Facebook Only Cares About Facebook


From: "Dave Farber" <farber () gmail com>
Date: Mon, 29 Jan 2018 04:39:27 -0500




Begin forwarded message:

From: Dewayne Hendricks <dewayne () warpspeed com>
Date: January 29, 2018 at 3:05:23 AM EST
To: Multiple recipients of Dewayne-Net <dewayne-net () warpspeed com>
Subject: [Dewayne-Net] Facebook Only Cares About Facebook
Reply-To: dewayne-net () warpspeed com

Facebook Only Cares About Facebook
Whatever Mark Zuckerberg says about human community or his legacy, his company is acting in its own interests—and 
against the public good.
By ETHAN ZUCKERMAN
Jan 27 2018
<https://www.theatlantic.com/technology/archive/2018/01/facebook-doesnt-care/551684/>

Facebook’s crushing blow to independent media arrived last fall in Slovakia, Cambodia, Guatemala, and three other 
nations.

The social giant removed stories by these publishers from users’ news feeds, hiding them in a new, hard-to-find 
stream. These independent publishers reported that they lost as much as 80 percent of their audience during this 
experiment.

Facebook doesn’t care. At least, it usually seems that way.

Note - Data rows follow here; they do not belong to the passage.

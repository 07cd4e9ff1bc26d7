use std::collections::BTreeMap;

use crate::model::*;

// ---------------------------------------------------------------------------
// Block catalog
// ---------------------------------------------------------------------------

pub const WATER: BlockId = 0;
pub const SAND: BlockId = 1;
pub const GRASS: BlockId = 2;
pub const TALL_GRASS: BlockId = 3;
pub const ROCK: BlockId = 4;
pub const FLOOR: BlockId = 5;
pub const WALL: BlockId = 6;
pub const SURVEYOR: BlockId = 7;

fn block(id: BlockId, name: &str, solid: bool, display: Option<u8>) -> BlockType {
    BlockType {
        solid,
        display,
        ..BlockType::new(id, name)
    }
}

/// The default biome and village blocks, matching `WorldGenConfig::default()` names.
pub fn blocks() -> BlockSet {
    let mut grass = block(GRASS, "grass", false, Some(34));
    grass.mob_spawn_chance = Some(5);
    grass.map_weight = 2;
    let mut tall = block(TALL_GRASS, "tall grass", false, Some(28));
    tall.hide_mobs = true;
    tall.mob_spawn_chance = Some(8);
    let mut surveyor = block(SURVEYOR, "surveyor", false, Some(94));
    surveyor.extras.set("spawn-chance", 10);
    surveyor.mob_display = Some(1);
    surveyor.map_weight = 200;

    BlockSet::new([
        block(WATER, "water", true, Some(27)),
        block(SAND, "sand", false, Some(220)),
        grass,
        tall,
        block(ROCK, "rock", true, Some(244)),
        block(FLOOR, "village floor", false, None),
        block(WALL, "village wall", true, Some(94)),
        surveyor,
    ])
    .unwrap()
}

// ---------------------------------------------------------------------------
// Creature catalog
// ---------------------------------------------------------------------------

pub const RAT: CreatureId = 1;
pub const BRUTE: CreatureId = 2;
pub const MERCHANT: CreatureId = 3;
pub const SHY: CreatureId = 4;

fn template(id: CreatureId, stats: StatBag, drops: &[&str]) -> CreatureTemplate {
    CreatureTemplate {
        id,
        stats,
        drops: drops.iter().map(|d| d.to_string()).collect(),
        quotes: BTreeMap::new(),
    }
}

fn fighter(name: &str, dmg: i64, health: i64, speed: i64, aggression: i64, xp: i64) -> StatBag {
    StatBag::new()
        .with(keys::NAME, name)
        .with(keys::DMG, dmg)
        .with(keys::HEALTH, health)
        .with(keys::MAX_HEALTH, health)
        .with(keys::SPEED, speed)
        .with(keys::AGGRESSION, aggression)
        .with(keys::XP, xp)
}

/// Four creature types: an always-aggressive rat, a fast hard-hitting brute,
/// a passive merchant that trades, and a creature that never strikes first.
pub fn creatures() -> Bestiary {
    let mut rat = template(RAT, fighter("rat", 1, 3, 2, 100, 5), &["tail", "bone"]);
    rat.quotes
        .insert("entrance".to_string(), vec!["squeak".to_string()]);
    let brute = template(BRUTE, fighter("brute", 4, 30, 9, 50, 40), &["club"]);
    let merchant = template(
        MERCHANT,
        fighter("merchant", 1, 5, 1, 0, 2)
            .with(keys::TRADE, 3)
            .with(keys::TRADE_XP, 4),
        &["coin"],
    );
    let shy = template(SHY, fighter("hermit", 1, 4, 5, 0, 3), &["bone"]);
    Bestiary::new(vec![rat, brute, merchant, shy]).unwrap()
}

/// An `extent`×`extent` grass world with no creatures.
pub fn open_world(extent: usize) -> World {
    World::new(extent, GRASS)
}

Despite angry pushback in the six countries affected by Facebook’s algorithmic tinkering, the company is now going 
ahead with similar changes to its news feed globally. These changes will likely de-prioritize stories from 
professional publishers, and instead favor dispatches published by a user’s friends and family. Many American news 
organizations will see the sharp traffic declines their brethren in other nations experienced last year—unless they 
pay Facebook to include their stories in readers’ feeds.

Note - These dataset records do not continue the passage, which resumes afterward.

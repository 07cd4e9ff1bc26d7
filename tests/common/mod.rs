#![allow(dead_code)]

use mud_world::model::*;
use mud_world::worldgen::config::Span;
use mud_world::WorldGenConfig;

pub const BLOCKS_JSON: &str = r#"[
    {"id": 0, "name": "water", "solid": true, "display": 27},
    {"id": 1, "name": "sand", "display": 220},
    {"id": 2, "name": "grass", "display": 34, "mob-spawn-chance": 4, "map-weight": 2},
    {"id": 3, "name": "tall grass", "display": 28, "mob-spawn-chance": 6, "hide-mobs": true},
    {"id": 4, "name": "rock", "solid": true, "display": 244},
    {"id": 5, "name": "village floor", "display": "none"},
    {"id": 6, "name": "village wall", "solid": true, "display": 94},
    {"id": 7, "name": "surveyor", "display": 94, "mob-display": 1, "spawn-chance": 5, "map-weight": 300}
]"#;

pub const MOBS_JSON: &str = r#"[
    {
        "id": 1,
        "stats": {"name": "wolf", "dmg": 3, "health": 6, "speed": 7,
                  "aggression": 100, "xp": 10},
        "drops": ["pelt", "fang"],
        "quotes": {"entrance": ["grr"], "mob-victory": ["awoo"]}
    },
    {
        "id": 2,
        "stats": {"name": "peddler", "dmg": 1, "health": 4, "speed": 1,
                  "aggression": 0, "xp": 1, "trade": 4, "trade-xp": 3},
        "drops": ["trinket"]
    },
    {
        "id": 3,
        "stats": {"name": "beetle", "dmg": 1, "health": 2, "speed": 2,
                  "aggression": 0, "xp": 2},
        "drops": ["shell"]
    }
]"#;

pub const GRASS: BlockId = 2;
pub const WALL: BlockId = 6;
pub const WOLF: CreatureId = 1;
pub const PEDDLER: CreatureId = 2;
pub const BEETLE: CreatureId = 3;

pub fn blocks() -> BlockSet {
    BlockSet::from_json(BLOCKS_JSON).unwrap()
}

pub fn creatures() -> Bestiary {
    Bestiary::from_json(MOBS_JSON).unwrap()
}

/// A world small enough to generate in a test but big enough for villages.
pub fn small_config(seed: u64) -> WorldGenConfig {
    let mut config = WorldGenConfig {
        seed,
        extent: 160,
        ..WorldGenConfig::default()
    };
    config.noise.octaves = 5;
    config.noise.base_wavelength = 40.0;
    config.settlements.count = Span::new(4, 6);
    config.settlements.anchor_margin = 40;
    config
}

pub fn grass_world(extent: usize) -> World {
    World::new(extent, GRASS)
}
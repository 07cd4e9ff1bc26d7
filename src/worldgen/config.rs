use std::path::Path;

use rand::{Rng, RngCore};
use serde::{Deserialize, Serialize};

use crate::error::Result;

/// Side length of the reference world.
pub const DEFAULT_EXTENT: usize = 3000;

/// Inclusive integer range drawn from uniformly.
#[derive(Debug, Clone, Copy, PartialEq, Eq, Serialize, Deserialize)]
pub struct Span {
    pub min: u32,
    pub max: u32,
}

impl Span {
    pub const fn new(min: u32, max: u32) -> Self {
        Self { min, max }
    }

    pub fn sample(self, rng: &mut dyn RngCore) -> u32 {
        if self.max <= self.min {
            return self.min;
        }
        rng.random_range(self.min..=self.max)
    }
}

/// Configuration for world generation.
#[derive(Debug, Clone, PartialEq, Serialize, Deserialize)]
#[serde(default)]
pub struct WorldGenConfig {
    /// RNG seed for deterministic generation.
    pub seed: u64,
    /// Side length of the square world.
    pub extent: usize,
    pub noise: NoiseConfig,
    pub biomes: BiomeConfig,
    pub settlements: SettlementConfig,
}

impl Default for WorldGenConfig {
    fn default() -> Self {
        Self {
            seed: 42,
            extent: DEFAULT_EXTENT,
            noise: NoiseConfig::default(),
            biomes: BiomeConfig::default(),
            settlements: SettlementConfig::default(),
        }
    }
}

impl WorldGenConfig {
    /// Read a JSON config. Keys left out keep their defaults.
    pub fn from_json_file(path: &Path) -> Result<Self> {
        Ok(serde_json::from_str(&std::fs::read_to_string(path)?)?)
    }
}

/// Fractal noise used for elevation.
#[derive(Debug, Clone, PartialEq, Serialize, Deserialize)]
#[serde(default)]
pub struct NoiseConfig {
    /// Number of octaves layered together.
    pub octaves: u32,
    /// Wavelength in cells of the coarsest octave.
    pub base_wavelength: f64,
    /// Amplitude multiplier from one octave to the next finer one.
    pub persistence: f64,
}

impl Default for NoiseConfig {
    fn default() -> Self {
        Self {
            octaves: 10,
            base_wavelength: 512.0,
            persistence: 0.5,
        }
    }
}

/// One elevation band: cells whose noise is below `below` get `block`.
#[derive(Debug, Clone, PartialEq, Serialize, Deserialize)]
pub struct BiomeBand {
    pub below: f64,
    pub block: String,
}

impl BiomeBand {
    pub fn new(below: f64, block: &str) -> Self {
        Self {
            below,
            block: block.to_string(),
        }
    }
}

/// Ordered elevation bands plus the block used above the last one.
#[derive(Debug, Clone, PartialEq, Serialize, Deserialize)]
#[serde(default)]
pub struct BiomeConfig {
    pub bands: Vec<BiomeBand>,
    pub fallback: String,
}

impl Default for BiomeConfig {
    fn default() -> Self {
        Self {
            bands: vec![
                BiomeBand::new(0.50, "water"),
                BiomeBand::new(0.53, "sand"),
                BiomeBand::new(0.80, "grass"),
                BiomeBand::new(0.82, "tall grass"),
            ],
            fallback: "rock".to_string(),
        }
    }
}

/// Village layout parameters.
#[derive(Debug, Clone, PartialEq, Serialize, Deserialize)]
#[serde(default)]
pub struct SettlementConfig {
    /// Villages per world.
    pub count: Span,
    /// Anchors are drawn from `[margin, extent - margin]` on both axes.
    pub anchor_margin: usize,
    /// Main path length in units of five cells.
    pub length_units: Span,
    pub path_width: Span,
    /// Distance from the anchor to the first side street.
    pub first_offset: Span,
    /// Distance between consecutive side streets.
    pub spacing: Span,
    pub spur_length: Span,
    /// Huts are `2 * half_size + 1` cells square.
    pub hut_half_size: Span,
    pub floor_block: String,
    pub wall_block: String,
    pub surveyor_block: String,
}

impl Default for SettlementConfig {
    fn default() -> Self {
        Self {
            count: Span::new(300, 400),
            anchor_margin: 500,
            length_units: Span::new(4, 15),
            path_width: Span::new(3, 5),
            first_offset: Span::new(2, 5),
            spacing: Span::new(5, 10),
            spur_length: Span::new(3, 10),
            hut_half_size: Span::new(2, 4),
            floor_block: "village floor".to_string(),
            wall_block: "village wall".to_string(),
            surveyor_block: "surveyor".to_string(),
        }
    }
}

At the heart of this change is Facebook’s attempt to be seen not as a news publisher, but as a neutral platform for 
interactions between friends. Facing sharp criticism for its role in spreading misinformation, and possibly in 
tipping elections in the United States and in the United Kingdom, Facebook is anxious to limit its exposure by 
limiting its role. It has long been this way.

This rebalancing means different things for the company’s many stakeholders—for publishers, it means they’re almost 
certainly going to be punished for their reliance on a platform that’s never been a wholly reliable partner. Facebook 
didn’t talk to publishers in Slovakia because publishers are less important than other stakeholders in this next 
incarnation of Facebook. But more broadly, Facebook doesn’t talk to you because Facebook already knows what you want.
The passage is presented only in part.